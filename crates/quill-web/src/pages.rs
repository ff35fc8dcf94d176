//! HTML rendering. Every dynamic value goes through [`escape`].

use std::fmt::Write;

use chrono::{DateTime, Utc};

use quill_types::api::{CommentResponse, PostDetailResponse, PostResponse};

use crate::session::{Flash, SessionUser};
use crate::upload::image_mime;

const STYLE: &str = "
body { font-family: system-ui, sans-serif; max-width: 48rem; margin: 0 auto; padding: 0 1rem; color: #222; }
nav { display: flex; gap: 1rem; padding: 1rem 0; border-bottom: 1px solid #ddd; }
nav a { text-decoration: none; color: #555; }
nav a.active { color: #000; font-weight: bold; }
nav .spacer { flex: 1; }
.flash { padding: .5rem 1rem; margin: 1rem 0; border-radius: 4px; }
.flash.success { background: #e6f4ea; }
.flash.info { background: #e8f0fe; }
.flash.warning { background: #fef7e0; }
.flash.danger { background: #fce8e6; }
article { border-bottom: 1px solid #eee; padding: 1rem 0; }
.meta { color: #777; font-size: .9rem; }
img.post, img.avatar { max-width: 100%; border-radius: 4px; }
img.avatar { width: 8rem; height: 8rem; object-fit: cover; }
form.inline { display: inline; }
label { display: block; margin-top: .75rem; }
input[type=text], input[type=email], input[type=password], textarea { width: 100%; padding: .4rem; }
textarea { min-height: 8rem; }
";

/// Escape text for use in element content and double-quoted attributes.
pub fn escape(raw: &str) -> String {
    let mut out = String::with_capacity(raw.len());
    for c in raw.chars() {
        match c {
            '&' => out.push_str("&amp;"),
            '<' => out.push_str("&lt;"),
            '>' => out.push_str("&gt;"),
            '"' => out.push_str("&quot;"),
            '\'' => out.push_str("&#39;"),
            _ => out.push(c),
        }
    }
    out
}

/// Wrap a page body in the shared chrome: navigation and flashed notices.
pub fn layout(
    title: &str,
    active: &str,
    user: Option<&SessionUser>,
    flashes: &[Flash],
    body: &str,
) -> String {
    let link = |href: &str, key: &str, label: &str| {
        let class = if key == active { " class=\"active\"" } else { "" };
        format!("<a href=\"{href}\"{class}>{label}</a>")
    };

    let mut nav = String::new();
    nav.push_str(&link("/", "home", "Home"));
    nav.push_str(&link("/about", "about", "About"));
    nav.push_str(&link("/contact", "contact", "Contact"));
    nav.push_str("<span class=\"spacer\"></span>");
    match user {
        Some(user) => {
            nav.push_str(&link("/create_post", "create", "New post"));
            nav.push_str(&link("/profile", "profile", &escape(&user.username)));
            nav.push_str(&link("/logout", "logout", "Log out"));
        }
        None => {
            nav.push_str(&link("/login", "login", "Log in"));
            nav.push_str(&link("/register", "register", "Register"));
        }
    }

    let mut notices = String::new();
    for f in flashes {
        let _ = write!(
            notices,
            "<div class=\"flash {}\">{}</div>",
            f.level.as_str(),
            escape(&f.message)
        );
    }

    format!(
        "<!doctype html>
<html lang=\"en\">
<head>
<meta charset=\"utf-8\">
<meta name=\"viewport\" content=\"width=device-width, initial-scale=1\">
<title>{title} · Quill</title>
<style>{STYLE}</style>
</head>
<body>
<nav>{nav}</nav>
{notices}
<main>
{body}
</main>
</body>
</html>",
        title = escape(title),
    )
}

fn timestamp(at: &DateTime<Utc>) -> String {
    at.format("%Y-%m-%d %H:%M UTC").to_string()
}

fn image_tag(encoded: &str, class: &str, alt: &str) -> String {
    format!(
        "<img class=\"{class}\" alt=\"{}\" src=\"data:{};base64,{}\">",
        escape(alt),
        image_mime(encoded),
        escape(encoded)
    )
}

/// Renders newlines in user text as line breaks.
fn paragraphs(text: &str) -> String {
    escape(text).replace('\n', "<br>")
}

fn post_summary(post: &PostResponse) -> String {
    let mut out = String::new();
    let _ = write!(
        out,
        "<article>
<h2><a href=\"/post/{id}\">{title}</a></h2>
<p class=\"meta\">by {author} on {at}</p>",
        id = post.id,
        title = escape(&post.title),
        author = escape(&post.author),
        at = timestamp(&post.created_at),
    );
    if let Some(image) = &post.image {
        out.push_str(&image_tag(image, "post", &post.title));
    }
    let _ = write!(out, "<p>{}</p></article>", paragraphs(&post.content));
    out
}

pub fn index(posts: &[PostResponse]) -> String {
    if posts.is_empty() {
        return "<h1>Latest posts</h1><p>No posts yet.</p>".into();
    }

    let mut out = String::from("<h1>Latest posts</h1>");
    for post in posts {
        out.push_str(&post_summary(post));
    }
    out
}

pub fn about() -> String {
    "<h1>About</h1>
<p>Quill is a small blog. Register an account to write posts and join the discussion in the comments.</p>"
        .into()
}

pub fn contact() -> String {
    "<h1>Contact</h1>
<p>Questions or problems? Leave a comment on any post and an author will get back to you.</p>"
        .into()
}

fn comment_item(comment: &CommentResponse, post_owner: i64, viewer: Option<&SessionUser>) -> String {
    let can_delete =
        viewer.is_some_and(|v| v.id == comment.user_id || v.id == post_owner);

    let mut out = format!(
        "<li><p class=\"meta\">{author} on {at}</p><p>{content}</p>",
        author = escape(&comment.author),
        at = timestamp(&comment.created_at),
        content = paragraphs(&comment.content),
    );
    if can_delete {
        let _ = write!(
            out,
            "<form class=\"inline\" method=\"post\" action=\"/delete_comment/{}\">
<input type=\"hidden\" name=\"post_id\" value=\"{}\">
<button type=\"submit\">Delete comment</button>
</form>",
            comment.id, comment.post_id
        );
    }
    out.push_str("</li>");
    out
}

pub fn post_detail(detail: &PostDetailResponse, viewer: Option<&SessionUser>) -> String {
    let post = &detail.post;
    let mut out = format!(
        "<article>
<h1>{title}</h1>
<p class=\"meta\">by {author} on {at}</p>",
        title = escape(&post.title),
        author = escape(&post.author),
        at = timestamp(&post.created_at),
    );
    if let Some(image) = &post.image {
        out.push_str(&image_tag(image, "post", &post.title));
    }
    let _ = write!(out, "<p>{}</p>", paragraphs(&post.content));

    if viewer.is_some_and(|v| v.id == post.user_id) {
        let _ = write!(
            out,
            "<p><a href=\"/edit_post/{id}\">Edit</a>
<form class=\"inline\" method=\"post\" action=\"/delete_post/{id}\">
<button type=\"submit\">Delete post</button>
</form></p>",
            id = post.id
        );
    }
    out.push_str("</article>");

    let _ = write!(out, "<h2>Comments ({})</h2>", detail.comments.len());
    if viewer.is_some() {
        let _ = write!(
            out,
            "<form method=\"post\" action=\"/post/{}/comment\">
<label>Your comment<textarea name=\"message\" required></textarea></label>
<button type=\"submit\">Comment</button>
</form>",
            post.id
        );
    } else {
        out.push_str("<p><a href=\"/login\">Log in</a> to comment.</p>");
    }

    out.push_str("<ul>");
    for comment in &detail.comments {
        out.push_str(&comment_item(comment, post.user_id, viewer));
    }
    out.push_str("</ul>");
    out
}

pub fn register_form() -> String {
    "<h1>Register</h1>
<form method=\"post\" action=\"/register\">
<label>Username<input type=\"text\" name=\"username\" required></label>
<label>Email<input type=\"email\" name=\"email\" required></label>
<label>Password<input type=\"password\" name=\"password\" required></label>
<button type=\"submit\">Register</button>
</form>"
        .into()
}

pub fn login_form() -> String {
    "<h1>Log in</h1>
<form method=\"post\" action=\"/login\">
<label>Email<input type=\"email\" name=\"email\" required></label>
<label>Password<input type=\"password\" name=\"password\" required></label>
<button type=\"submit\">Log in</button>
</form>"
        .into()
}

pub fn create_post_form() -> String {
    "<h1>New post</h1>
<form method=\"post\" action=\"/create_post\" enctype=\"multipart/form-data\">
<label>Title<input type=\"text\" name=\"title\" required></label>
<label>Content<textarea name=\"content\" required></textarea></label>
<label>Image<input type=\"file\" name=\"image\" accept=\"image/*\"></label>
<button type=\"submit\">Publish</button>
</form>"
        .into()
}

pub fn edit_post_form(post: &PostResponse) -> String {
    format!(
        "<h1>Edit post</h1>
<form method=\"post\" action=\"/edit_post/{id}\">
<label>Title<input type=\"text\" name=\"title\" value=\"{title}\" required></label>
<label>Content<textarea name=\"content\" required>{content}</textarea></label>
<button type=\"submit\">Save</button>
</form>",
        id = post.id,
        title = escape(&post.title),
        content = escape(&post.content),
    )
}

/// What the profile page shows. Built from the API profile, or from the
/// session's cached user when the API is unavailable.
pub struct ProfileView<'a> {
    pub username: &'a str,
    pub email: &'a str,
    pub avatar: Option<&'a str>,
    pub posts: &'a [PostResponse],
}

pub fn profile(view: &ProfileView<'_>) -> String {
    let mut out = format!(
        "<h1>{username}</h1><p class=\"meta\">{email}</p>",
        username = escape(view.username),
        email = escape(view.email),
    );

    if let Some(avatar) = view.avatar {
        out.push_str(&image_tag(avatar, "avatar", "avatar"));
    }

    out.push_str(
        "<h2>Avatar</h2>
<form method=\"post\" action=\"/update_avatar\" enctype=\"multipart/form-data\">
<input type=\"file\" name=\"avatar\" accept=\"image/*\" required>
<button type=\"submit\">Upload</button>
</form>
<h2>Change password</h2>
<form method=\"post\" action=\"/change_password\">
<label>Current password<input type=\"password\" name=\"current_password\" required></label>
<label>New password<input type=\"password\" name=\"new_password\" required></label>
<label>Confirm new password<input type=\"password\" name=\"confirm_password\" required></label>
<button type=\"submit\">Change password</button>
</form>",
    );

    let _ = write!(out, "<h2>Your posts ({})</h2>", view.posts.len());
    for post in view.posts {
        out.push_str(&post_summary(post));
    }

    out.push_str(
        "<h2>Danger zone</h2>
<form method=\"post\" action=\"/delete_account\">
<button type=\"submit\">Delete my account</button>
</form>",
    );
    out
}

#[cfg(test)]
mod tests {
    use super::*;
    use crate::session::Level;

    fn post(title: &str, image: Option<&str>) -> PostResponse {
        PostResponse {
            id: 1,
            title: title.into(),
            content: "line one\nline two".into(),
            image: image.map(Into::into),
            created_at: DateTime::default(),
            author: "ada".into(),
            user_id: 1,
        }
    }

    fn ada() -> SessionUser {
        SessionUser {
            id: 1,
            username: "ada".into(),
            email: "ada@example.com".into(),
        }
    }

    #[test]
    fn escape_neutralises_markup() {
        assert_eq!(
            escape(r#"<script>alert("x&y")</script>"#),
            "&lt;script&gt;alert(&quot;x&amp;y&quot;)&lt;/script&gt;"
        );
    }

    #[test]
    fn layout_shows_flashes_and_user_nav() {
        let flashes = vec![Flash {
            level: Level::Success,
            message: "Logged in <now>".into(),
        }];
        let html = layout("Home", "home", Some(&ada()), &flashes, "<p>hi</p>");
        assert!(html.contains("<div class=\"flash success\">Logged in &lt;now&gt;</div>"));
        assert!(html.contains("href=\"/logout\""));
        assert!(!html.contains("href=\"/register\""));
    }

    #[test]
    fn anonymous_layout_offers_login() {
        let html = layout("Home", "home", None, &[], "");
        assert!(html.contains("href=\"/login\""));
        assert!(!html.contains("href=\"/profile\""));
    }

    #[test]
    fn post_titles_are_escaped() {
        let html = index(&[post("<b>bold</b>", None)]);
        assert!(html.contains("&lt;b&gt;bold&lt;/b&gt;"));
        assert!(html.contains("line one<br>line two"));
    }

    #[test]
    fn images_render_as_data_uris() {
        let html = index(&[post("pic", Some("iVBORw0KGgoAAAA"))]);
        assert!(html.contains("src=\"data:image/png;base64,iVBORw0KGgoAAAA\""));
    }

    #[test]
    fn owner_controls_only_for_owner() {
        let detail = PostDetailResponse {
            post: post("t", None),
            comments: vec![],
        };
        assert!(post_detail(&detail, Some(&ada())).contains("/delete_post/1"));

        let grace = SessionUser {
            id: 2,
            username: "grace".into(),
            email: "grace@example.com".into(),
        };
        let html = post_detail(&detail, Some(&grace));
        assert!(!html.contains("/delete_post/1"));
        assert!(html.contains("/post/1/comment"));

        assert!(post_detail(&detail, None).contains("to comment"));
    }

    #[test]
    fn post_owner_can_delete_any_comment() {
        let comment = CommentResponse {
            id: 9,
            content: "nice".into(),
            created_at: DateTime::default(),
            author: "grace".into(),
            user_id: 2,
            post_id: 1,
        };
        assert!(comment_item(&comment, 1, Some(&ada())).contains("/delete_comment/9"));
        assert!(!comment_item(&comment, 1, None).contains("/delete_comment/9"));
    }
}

REQUIREMENT - Copy out the lines of the data where the string "Your" occurs.

SOLUTION -
<label>Your comment<textarea name=\"message\" required></textarea></label>
    let _ = write!(out, "<h2>Your posts ({})</h2>", view.posts.len());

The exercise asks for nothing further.